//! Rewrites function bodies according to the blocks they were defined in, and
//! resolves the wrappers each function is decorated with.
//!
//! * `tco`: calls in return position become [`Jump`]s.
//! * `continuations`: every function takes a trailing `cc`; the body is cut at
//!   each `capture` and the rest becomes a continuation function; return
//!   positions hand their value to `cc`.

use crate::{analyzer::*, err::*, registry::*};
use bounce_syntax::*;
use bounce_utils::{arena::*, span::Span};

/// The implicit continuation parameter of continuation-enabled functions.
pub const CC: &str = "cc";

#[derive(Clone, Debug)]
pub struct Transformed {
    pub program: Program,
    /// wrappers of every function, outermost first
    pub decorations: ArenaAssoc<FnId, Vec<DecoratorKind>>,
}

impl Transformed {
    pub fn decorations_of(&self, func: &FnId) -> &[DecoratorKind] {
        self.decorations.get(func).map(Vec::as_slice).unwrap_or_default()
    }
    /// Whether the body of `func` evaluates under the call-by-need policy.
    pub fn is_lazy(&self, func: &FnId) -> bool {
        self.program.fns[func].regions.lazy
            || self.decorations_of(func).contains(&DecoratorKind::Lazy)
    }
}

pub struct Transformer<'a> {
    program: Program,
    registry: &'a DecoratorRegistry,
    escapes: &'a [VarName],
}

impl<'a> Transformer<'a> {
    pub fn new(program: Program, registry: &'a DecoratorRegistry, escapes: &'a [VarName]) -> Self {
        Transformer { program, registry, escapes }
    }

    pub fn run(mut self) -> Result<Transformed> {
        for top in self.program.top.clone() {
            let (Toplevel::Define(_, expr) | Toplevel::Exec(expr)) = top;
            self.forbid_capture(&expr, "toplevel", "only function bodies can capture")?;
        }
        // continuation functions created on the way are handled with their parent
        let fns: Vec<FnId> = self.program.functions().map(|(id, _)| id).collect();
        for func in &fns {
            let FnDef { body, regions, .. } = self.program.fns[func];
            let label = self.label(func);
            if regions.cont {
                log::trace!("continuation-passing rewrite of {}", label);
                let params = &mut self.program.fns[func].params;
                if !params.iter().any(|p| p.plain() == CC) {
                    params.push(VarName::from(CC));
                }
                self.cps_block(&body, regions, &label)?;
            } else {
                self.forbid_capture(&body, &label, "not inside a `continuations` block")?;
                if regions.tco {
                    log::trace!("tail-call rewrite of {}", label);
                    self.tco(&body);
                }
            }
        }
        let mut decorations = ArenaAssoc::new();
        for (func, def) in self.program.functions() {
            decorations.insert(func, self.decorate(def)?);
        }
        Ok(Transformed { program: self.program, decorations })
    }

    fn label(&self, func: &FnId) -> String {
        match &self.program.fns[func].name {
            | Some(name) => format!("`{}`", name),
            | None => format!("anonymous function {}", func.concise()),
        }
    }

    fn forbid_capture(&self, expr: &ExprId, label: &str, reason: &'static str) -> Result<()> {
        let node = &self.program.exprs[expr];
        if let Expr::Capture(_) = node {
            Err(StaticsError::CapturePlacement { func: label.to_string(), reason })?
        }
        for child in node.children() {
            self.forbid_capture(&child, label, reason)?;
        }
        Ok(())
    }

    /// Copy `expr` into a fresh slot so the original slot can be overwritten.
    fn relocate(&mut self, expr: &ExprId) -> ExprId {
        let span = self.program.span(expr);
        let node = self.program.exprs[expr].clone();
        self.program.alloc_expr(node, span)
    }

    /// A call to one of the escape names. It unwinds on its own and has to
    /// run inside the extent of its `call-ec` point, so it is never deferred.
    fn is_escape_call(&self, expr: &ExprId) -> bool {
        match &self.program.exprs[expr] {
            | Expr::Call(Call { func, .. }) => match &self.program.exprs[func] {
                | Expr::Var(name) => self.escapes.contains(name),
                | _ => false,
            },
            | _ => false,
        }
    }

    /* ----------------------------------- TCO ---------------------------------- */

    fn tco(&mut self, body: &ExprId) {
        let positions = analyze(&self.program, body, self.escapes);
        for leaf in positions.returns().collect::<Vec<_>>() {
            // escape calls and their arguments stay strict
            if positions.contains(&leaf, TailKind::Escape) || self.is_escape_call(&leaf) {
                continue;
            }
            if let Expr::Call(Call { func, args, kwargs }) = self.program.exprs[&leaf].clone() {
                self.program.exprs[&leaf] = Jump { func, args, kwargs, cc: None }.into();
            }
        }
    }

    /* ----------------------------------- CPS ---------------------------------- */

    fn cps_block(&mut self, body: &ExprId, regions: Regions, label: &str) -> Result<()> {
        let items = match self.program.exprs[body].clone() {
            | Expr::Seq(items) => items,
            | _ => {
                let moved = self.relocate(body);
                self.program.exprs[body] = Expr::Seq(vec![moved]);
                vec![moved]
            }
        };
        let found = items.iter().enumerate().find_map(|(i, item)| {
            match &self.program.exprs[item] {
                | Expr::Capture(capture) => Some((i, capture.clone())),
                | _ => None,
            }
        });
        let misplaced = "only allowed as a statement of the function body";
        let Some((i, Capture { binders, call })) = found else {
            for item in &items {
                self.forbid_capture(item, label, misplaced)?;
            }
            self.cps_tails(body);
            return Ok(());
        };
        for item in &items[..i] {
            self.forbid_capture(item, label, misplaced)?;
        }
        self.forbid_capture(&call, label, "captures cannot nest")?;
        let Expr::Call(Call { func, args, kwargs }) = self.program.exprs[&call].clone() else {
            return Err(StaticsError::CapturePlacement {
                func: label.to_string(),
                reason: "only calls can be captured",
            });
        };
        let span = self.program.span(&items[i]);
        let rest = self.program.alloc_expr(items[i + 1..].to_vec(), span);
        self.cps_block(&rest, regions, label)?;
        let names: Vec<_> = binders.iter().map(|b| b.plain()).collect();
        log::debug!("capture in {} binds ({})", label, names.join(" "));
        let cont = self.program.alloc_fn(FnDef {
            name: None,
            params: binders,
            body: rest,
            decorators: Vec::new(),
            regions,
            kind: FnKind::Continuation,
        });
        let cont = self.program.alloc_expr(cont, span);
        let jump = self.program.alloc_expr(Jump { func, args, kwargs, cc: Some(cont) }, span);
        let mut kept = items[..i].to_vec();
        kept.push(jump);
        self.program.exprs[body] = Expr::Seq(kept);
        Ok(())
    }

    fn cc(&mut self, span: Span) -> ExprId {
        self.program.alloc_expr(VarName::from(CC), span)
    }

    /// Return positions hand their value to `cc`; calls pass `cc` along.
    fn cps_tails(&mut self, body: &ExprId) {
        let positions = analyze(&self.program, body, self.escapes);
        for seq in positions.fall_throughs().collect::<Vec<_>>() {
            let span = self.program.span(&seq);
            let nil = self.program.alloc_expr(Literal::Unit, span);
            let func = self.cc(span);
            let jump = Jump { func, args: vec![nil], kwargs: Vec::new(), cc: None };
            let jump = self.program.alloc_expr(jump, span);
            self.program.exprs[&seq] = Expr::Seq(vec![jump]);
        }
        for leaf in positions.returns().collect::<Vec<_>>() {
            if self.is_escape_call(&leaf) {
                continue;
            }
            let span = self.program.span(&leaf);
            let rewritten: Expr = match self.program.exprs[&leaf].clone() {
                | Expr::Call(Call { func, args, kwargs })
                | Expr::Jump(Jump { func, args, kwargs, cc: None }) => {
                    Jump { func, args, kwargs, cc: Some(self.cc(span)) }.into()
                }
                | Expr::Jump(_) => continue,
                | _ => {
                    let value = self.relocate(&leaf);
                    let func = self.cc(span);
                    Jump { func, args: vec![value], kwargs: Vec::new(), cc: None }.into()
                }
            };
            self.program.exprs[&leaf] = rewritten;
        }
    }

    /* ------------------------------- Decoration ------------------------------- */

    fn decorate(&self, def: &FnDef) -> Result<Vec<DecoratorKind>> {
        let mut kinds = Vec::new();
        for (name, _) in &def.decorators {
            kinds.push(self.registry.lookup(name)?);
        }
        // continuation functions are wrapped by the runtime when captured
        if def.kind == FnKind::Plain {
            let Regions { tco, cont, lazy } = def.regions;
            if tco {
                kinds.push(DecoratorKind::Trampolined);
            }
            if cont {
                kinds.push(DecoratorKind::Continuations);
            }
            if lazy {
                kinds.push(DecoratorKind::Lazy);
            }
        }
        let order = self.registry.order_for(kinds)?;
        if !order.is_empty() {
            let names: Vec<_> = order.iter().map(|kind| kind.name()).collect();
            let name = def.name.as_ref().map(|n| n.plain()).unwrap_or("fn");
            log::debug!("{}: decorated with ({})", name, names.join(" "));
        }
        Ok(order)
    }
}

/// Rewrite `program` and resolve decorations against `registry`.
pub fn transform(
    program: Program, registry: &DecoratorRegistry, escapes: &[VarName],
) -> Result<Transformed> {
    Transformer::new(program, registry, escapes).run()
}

━━━━━━━━━━━━━━━━

**What the task asks**.
Throughout the material above, find lines holding the word "kinds", then copy them.

**Your response**.
        let mut kinds = Vec::new();
            kinds.push(self.registry.lookup(name)?);
                kinds.push(DecoratorKind::Trampolined);
                kinds.push(DecoratorKind::Continuations);
                kinds.push(DecoratorKind::Lazy);
        let order = self.registry.order_for(kinds)?;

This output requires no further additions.